Oil continues to benefit from the geopolitical concerns in the Middle East in particularly the new developments in Iran. The Iranian Government on Monday expelled the British ambassador and only last night Iranian students in Tehran stormed the British Embassy’s compound breaking windows and throwing petrol bombs. It looks like the Iranians are looking to irritate those countries whom have imposed sanctions against them. We suspect that the Iranian Government will move its frustrations towards the US and Canadian Embassies in due course as tension surrounding the trade sanctions imposed grows.
 
Iran is the second largest OPEC oil producer and is the fifth largest producer of the commodity in the world. In addition to this, it exports 2.523 million bpd, which makes it that third largest exporter and as 35% of seaborne oil travels through the Straits of Hormuz, which borders Iran. We would have thought the market would have paid a little more attention to what is happening.

In the past, as can be seen from the chart below, when issues concerning Iran emerge we have seen increases of between 15 to 30% in the price of oil. The response so far seems to be surprisingly muted.  We suspect that given the lack of response from the market investors believe that Iran is just bluffing and the requirement for external assistance to help its ailing economy has precedence. If you exclude oil from Industrial Production the economy is going backwards -1.1%. Let’s hope we do not see any desperate measures taken by Iran. It’s a nervous time.
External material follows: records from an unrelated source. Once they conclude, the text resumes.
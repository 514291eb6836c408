//! DocumentStorage — тонкий многотабличный фасад.
//!
//! Держит по одному RecordStore на тип записи: отображение TypeId ->
//! сконструированный стор, строится лениво и живёт вместе с фасадом.

use anyhow::{anyhow, Result};
use serde::de::DeserializeOwned;
use serde::Serialize;
use std::any::{Any, TypeId};
use std::collections::HashMap;
use std::marker::PhantomData;
use std::path::{Path, PathBuf};

use crate::config::StoreConfig;
use crate::keys::{KeyAccessor, KeyWidth};
use crate::serializer::JsonSerializer;
use crate::store::RecordStore;
use crate::util::short_type_name;

/// Самоописывающийся документ: знает своё ключевое поле.
/// Достаточно для хранения через фасад без ручной сборки аксессоров.
pub trait Document: Serialize + DeserializeOwned + 'static {
    fn key(&self) -> i64;
    fn set_key(&mut self, key: i64);

    /// Имя таблицы; по умолчанию — короткое имя типа.
    fn entity_name() -> &'static str {
        short_type_name::<Self>()
    }

    fn key_width() -> KeyWidth {
        KeyWidth::I64
    }
}

/// Аксессор ключа поверх контракта Document.
pub struct DocumentKey<T> {
    _marker: PhantomData<fn() -> T>,
}

impl<T> DocumentKey<T> {
    pub fn new() -> Self {
        Self {
            _marker: PhantomData,
        }
    }
}

impl<T> Default for DocumentKey<T> {
    fn default() -> Self {
        Self::new()
    }
}

impl<T: Document> KeyAccessor<T> for DocumentKey<T> {
    fn field_name(&self) -> &str {
        "Id"
    }

    fn get(&self, record: &T) -> Option<i64> {
        Some(record.key())
    }

    fn set(&self, record: &mut T, key: i64) {
        record.set_key(T::key_width().narrow(key));
    }
}

pub struct DocumentStorage {
    base_path: PathBuf,
    config: StoreConfig,
    stores: HashMap<TypeId, Box<dyn Any>>,
}

impl DocumentStorage {
    pub fn open(base_path: &Path) -> Result<Self> {
        Self::with_config(base_path, StoreConfig::default())
    }

    pub fn with_config(base_path: &Path, config: StoreConfig) -> Result<Self> {
        std::fs::create_dir_all(base_path)?;
        Ok(Self {
            base_path: base_path.to_path_buf(),
            config,
            stores: HashMap::new(),
        })
    }

    /// Стор для типа T: строится при первом обращении, дальше — из кэша.
    pub fn repository<T: Document>(&mut self) -> Result<&mut RecordStore<T>> {
        let type_id = TypeId::of::<T>();
        if !self.stores.contains_key(&type_id) {
            let store: RecordStore<T> = RecordStore::open(
                &self.base_path,
                T::entity_name(),
                self.config.clone().with_entity_name(short_type_name::<T>()),
                Box::new(JsonSerializer::<T>::new()),
                Box::new(DocumentKey::<T>::new()),
            )?;
            self.stores.insert(type_id, Box::new(store));
        }
        self.stores
            .get_mut(&type_id)
            .and_then(|boxed| boxed.downcast_mut::<RecordStore<T>>())
            .ok_or_else(|| anyhow!("repository cache holds unexpected type for {}", short_type_name::<T>()))
    }

    pub fn add<T: Document>(&mut self, record: T) -> Result<T> {
        self.repository::<T>()?.create(record)
    }

    pub fn find<T: Document>(&mut self, key: i64) -> Result<Option<T>> {
        self.repository::<T>()?.read_by_key(key)
    }

    pub fn all<T: Document>(&mut self) -> Result<Vec<T>> {
        self.repository::<T>()?.read_all()
    }

    pub fn filter<T: Document, P>(&mut self, predicate: P) -> Result<Vec<T>>
    where
        P: Fn(&T) -> bool,
    {
        self.repository::<T>()?.filter(predicate)
    }

    pub fn update<T: Document>(&mut self, record: T) -> Result<T> {
        self.repository::<T>()?.update(record)
    }

    pub fn delete<T: Document>(&mut self, record: &T) -> Result<()> {
        self.repository::<T>()?.delete(record)
    }

    pub fn count<T: Document>(&mut self) -> Result<i64> {
        self.repository::<T>()?.count()
    }

    pub fn clear<T: Document>(&mut self) -> Result<()> {
        self.repository::<T>()?.clear()
    }
}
Given the steady increase in the price of the commodity we suspect that the market is a little more optimistic concerning the developments in Europe and increased Consumer Confidence in the US, in fact it climbed the most since 2003 by jumping from 40.9 to 56 in October. Keep and eye on US numbers on Friday and on any escalation of violence in Iran. If US 103.75 (WTI)is taken out then we will have to review our current bearish outlook.

Chart Point:


Technically, the market has failed to push lower having bounced back though the downward trend line. This indicates that the market is not ready to trend lower and as a result we look towards the market trading back in the range and testing the topside of US 103.75. Our experience in trading Oil suggests we keep an eye on this level as if it is broken the chances are that it will continue towards a new and higher range. If short, stops must be placed above there to. Momentum indicators remain mixed for us.
 

 
Produced by Jonathan Barratt direct from the trading desks of Commodity Broking Services, Barratt's Bulletin provides expert analysis of commodity markets, global indices and foreign exchange movements. Click here to take a no obligation 21-day trial to Barratt's or to learn more visit www.barrattsbulletin.com. Content included in this article is not by association necessarily the view of FNArena (see our disclaimer).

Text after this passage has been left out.